# Your objective
On how many lines of the records below does the string "TryFrom" appear? Reply with only the number.
:: Data for this exercise
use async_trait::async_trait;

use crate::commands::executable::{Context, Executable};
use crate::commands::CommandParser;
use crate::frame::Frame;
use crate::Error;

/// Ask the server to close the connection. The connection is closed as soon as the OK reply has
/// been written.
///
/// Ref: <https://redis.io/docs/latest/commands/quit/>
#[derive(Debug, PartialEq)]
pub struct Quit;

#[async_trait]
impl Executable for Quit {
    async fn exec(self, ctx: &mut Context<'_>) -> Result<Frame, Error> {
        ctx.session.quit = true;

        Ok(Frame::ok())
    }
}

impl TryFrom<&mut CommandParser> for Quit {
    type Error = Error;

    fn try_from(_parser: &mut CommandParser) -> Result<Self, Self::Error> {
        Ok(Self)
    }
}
::::
:: Data for this exercise
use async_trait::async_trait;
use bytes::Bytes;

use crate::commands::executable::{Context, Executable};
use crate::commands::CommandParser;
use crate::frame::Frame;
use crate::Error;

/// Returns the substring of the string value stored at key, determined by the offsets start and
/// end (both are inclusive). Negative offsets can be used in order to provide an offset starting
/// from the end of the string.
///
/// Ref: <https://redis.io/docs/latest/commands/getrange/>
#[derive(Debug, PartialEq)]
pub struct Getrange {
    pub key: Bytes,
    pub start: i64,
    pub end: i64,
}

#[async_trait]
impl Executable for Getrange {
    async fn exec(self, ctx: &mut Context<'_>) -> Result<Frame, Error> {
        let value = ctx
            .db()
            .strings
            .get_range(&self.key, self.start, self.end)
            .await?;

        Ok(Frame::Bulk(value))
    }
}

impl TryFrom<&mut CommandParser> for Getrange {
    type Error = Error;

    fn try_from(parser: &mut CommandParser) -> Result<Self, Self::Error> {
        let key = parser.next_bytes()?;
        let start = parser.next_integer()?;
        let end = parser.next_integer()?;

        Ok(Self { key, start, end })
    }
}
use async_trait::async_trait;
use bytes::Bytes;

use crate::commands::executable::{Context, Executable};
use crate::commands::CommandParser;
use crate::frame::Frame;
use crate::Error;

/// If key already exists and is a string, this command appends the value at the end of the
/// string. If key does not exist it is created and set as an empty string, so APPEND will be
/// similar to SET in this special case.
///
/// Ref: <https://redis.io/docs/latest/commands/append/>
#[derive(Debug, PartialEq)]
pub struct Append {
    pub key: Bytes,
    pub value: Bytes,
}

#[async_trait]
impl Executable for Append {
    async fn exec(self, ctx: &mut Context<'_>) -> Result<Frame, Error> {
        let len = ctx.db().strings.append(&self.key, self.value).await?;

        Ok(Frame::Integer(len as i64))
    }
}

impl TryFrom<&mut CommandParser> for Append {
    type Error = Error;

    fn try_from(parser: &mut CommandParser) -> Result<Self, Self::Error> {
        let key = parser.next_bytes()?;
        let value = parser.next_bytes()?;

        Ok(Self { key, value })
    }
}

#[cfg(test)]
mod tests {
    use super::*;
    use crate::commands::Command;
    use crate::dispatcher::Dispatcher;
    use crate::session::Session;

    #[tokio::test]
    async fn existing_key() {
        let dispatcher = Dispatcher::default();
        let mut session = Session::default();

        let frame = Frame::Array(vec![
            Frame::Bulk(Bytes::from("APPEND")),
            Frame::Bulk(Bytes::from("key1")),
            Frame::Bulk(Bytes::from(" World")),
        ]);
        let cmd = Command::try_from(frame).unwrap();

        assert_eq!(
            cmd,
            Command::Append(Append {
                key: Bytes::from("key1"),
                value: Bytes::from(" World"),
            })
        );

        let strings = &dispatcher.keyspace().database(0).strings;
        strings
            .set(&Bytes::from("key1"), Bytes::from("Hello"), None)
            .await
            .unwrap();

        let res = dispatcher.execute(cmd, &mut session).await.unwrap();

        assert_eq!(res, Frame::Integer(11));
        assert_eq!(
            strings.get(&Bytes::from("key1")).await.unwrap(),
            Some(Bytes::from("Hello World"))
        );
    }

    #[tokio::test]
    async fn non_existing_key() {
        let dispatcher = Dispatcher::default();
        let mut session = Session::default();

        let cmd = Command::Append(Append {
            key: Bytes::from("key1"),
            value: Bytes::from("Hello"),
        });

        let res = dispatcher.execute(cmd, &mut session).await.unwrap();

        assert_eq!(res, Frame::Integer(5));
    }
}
::::
:: Data for this exercise
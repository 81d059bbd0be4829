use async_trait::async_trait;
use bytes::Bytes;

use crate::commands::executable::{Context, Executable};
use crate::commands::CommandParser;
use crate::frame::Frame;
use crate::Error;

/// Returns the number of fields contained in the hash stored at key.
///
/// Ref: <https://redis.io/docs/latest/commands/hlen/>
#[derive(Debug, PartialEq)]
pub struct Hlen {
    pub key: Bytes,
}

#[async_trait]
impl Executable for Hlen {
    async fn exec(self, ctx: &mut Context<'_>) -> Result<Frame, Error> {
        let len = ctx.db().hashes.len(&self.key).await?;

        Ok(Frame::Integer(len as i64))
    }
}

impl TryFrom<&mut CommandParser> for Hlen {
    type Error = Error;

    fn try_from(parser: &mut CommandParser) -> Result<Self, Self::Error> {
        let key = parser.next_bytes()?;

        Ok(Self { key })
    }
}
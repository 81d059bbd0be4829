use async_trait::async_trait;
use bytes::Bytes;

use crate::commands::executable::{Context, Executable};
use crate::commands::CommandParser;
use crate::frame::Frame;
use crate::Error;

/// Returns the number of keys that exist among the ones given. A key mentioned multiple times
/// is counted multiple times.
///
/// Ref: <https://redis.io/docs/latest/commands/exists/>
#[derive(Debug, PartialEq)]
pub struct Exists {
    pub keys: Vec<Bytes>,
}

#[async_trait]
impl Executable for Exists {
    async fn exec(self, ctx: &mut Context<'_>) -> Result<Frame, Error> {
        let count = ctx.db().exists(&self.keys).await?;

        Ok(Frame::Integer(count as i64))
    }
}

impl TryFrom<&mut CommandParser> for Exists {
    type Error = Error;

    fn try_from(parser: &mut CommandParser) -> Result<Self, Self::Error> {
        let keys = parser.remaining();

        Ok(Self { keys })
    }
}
::::
# Output below
5